Sync (2012)

I suspect it may just be a momentary window of opportunity, but filmmakers these days have a number of new ways to market and distribute their work.

Which is probably just as well when you remember how  the excellent but not exactly everyday viewer oriented Blade Runner 2049 got stuck on the biggest screens available for weeks even though no one was watching, until the distributors finally relented and let the theater owners show something else.

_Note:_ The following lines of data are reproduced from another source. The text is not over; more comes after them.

/// Errors from encoding or decoding projection snapshots.
#[derive(Debug, Error)]
pub enum SnapshotCodecError {
    /// A safe snapshot cannot be produced without a safety threshold.
    #[error("cannot serialize a snapshot without a safety threshold")]
    MissingThreshold,
    /// The document declares a wire version this build does not understand.
    #[error("unsupported snapshot wire version {0}")]
    UnsupportedVersion(u32),
    #[error("snapshot json error: {0}")]
    Json(#[from] serde_json::Error),
    #[error("snapshot compression error: {0}")]
    Io(#[from] std::io::Error),
}

/// Result of serializing the safe view.
#[derive(Clone, Debug)]
pub struct SerializedProjection {
    /// Gzip-compressed snapshot document.
    pub compressed: Vec<u8>,
    /// Size of the JSON document before compression.
    pub original_size: usize,
    /// Number of entries captured.
    pub item_count: usize,
    /// Highest position among captured entries, if any.
    pub safe_last: Option<SortableUniqueId>,
}

/// A read-only view over the projection map.
#[derive(Clone, Debug)]
pub struct ProjectionView<K> {
    pub items: HashMap<K, TagState>,
    /// Sum of per-item versions.
    pub version: u64,
    /// Highest position among the view's entries.
    pub last_sortable_unique_id: Option<SortableUniqueId>,
}

#[derive(Serialize, Deserialize)]
struct SnapshotDoc {
    v: u32,
    items: Vec<SnapshotItem>,
}

#[derive(Serialize, Deserialize)]
struct SnapshotItem {
    id: String,
    #[serde(rename = "type")]
    type_name: String,
    payload: serde_json::Value,
    version: u64,
    last: String,
}

/// Projection of all tags in group `G` through projector `P`.
///
/// Each event folds into the keys derived from its group-`G` tags; events
/// with no such tags leave the map untouched but still advance the
/// bookkeeping markers. A fold step producing a tombstone payload drops the
/// entry instead of storing it.
pub struct TagMultiProjector<P, G>
where
    P: TagProjector,
    G: TagGroup,
{
    state: SafeUnsafeProjectionState<G::Key, TagState>,
    last_event_id: Option<Uuid>,
    last_sortable_unique_id: Option<SortableUniqueId>,
    version: u64,
    _bind: PhantomData<fn() -> (P, G)>,
}

impl<P: TagProjector, G: TagGroup> Default for TagMultiProjector<P, G> {
    fn default() -> Self {
        Self {
            state: SafeUnsafeProjectionState::default(),
            last_event_id: None,
            last_sortable_unique_id: None,
            version: 0,
            _bind: PhantomData,
        }
    }
}

impl<P: TagProjector, G: TagGroup> Clone for TagMultiProjector<P, G> {
    fn clone(&self) -> Self {
        Self {
            state: self.state.clone(),
            last_event_id: self.last_event_id,
            last_sortable_unique_id: self.last_sortable_unique_id.clone(),
            version: self.version,
            _bind: PhantomData,
        }
    }
}

impl<P: TagProjector, G: TagGroup> std::fmt::Debug for TagMultiProjector<P, G> {
    fn fmt(&self, f: &mut std::fmt::Formatter<'_>) -> std::fmt::Result {
        f.debug_struct("TagMultiProjector")
            .field("projector", &P::NAME)
            .field("group", &G::NAME)
            .field("items", &self.state.get_current_state().len())
            .field("version", &self.version)
            .finish()
    }
}
//! Shared weather-station test domain for the integration suites.
#![allow(dead_code)]

use std::time::{Duration, SystemTime, UNIX_EPOCH};

use serde::{Deserialize, Serialize};
use tagfold::{
    DomainTypeRegistry, Event, EventPayload, PayloadType, SortableUniqueId, TagGroup,
    TagMultiProjector, TagProjector, TagStatePayload,
};

#[derive(Clone, Debug, Serialize, Deserialize)]
pub struct ForecastPosted {
    pub temperature_c: i32,
}

impl EventPayload for ForecastPosted {
    const TYPE_NAME: &'static str = "ForecastPosted";
}

#[derive(Clone, Debug, Serialize, Deserialize)]
pub struct ForecastRemoved;

impl EventPayload for ForecastRemoved {
    const TYPE_NAME: &'static str = "ForecastRemoved";
}

#[derive(Clone, Debug, Serialize, Deserialize)]
pub struct Forecast {
    pub temperature_c: i32,
    pub observations: u64,
    pub removed: bool,
}

impl PayloadType for Forecast {
    const TYPE_NAME: &'static str = "Forecast";

    fn is_tombstone(&self) -> bool {
        self.removed
    }
}

pub struct StationGroup;

impl TagGroup for StationGroup {
    const NAME: &'static str = "Station";
    type Key = u32;

    fn key_of(content: &str) -> Option<u32> {
        content.parse().ok()
    }

    fn content_of(key: &u32) -> String {
        key.to_string()
    }
}

pub struct ForecastProjector;

impl TagProjector for ForecastProjector {
    const NAME: &'static str = "ForecastProjector";
    const VERSION: &'static str = "1.0.0";

    fn project(
        current: Option<Box<dyn TagStatePayload>>,
        event: &Event,
    ) -> Box<dyn TagStatePayload> {
        let mut forecast = current
            .and_then(|payload| payload.downcast_ref::<Forecast>().cloned())
            .unwrap_or(Forecast {
                temperature_c: 0,
                observations: 0,
                removed: false,
            });
        if let Some(posted) = event.payload_as::<ForecastPosted>() {
            forecast.temperature_c = posted.temperature_c;
            forecast.observations += 1;
        } else if event.payload_as::<ForecastRemoved>().is_some() {
            forecast.removed = true;
        }
        Box::new(forecast)
    }
}

pub type ForecastProjection = TagMultiProjector<ForecastProjector, StationGroup>;

pub fn registry() -> DomainTypeRegistry {
    let mut registry = DomainTypeRegistry::new();
    registry.register_payload::<Forecast>();
    registry.register_projector(ForecastProjector::NAME, ForecastProjector::VERSION);
    registry
}

/// Route host tracing through the test harness, once per process.
pub fn init_tracing() {
    use std::sync::Once;

    static INIT: Once = Once::new();
    INIT.call_once(|| {
        tracing_subscriber::fmt()
            .with_env_filter(tracing_subscriber::EnvFilter::from_default_env())
            .with_test_writer()
            .init();
    });
}

pub fn at(secs: u64) -> SystemTime {
    UNIX_EPOCH + Duration::from_secs(secs)
}

pub fn posted(secs: u64, station: u32, temperature_c: i32) -> Event {
    Event::new(
        &ForecastPosted { temperature_c },
        vec![format!("Station:{station}")],
        at(secs),
    )
    .unwrap()
}

pub fn removed(secs: u64, station: u32) -> Event {
    Event::new(&ForecastRemoved, vec![format!("Station:{station}")], at(secs)).unwrap()
}

/// An event created `secs_ago` before the wall clock, for live-host tests.
pub fn posted_ago(secs_ago: u64, station: u32, temperature_c: i32) -> Event {
    Event::new(
        &ForecastPosted { temperature_c },
        vec![format!("Station:{station}")],
        SystemTime::now() - Duration::from_secs(secs_ago),
    )
    .unwrap()
}

pub fn threshold(secs: u64) -> SortableUniqueId {
    SortableUniqueId::threshold(at(secs))
}

pub fn temperature(projection: &ForecastProjection, station: u32) -> Option<i32> {
    projection
        .current_items()
        .get(&station)
        .and_then(|state| state.payload.downcast_ref::<Forecast>())
        .map(|forecast| forecast.temperature_c)
}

That doesn’t leave a lot of room for any films that can’t afford to book thousands of theaters.  It definitely makes more modest (and, hopefully, less corporate controlled) models, like VOD seem far more attractive.

At least for now.

Sync started life as a series of nine-minute webisodes on YouTube’s Bammo premium channel. YouTube hoped that they could compete with network TV, and it is impressive that its producers and directors, Corridor Digital (a.k.a. Sam Gorski and Niko Pueringer) created a handsome, well-mounted action/adventure series on an extremely modest budget.

While it starts off in somewhat familiar territory, the secret agent with a unique ability, the opening sequence gives it an interesting twist, with Charlie Cooper (Tanner Thomason) using his ability to instantly download his consciousness into a new, biomechanical body in a particularly outrageous sort of way.  However, the story promptly heads into stranger territory, as Charlie has to cope with a devastating new virus that leaves him facing his own mortality, sending him on the run with a young Chinese girl who might hold the key to defeating the unknown enemy he is fighting.

All this, and somehow he has to deal with the problems of romance without telling his girl what it is he does for a living…

If you didn’t know that this had been put together from a series of webisodes into a hundred minute movie, you probably wouldn’t figure it out, as it doesn’t have the episodic rhythm you would expect.  While the action scenes are well done and far, far more ambitious than one would expect from an online series, to me it seems to end up at about the level of a TV series rather than a movie — and that would sum up the general flavor of the resulting film, as well.  Admittedly, it changes the basic situation far more than a TV series would dare, and does wrap things up (although one could easily imagine more adventures for Charlie, albeit very different ones).

Tanner Thomason makes a very personable sort of hero, and the acting is all excellent.  Overall, this is a very well made production, and it certainly gives us all hope for the future of this sort of original online material.

Although it does seem unlikely that much of it will be as solid and entertaining as Sync.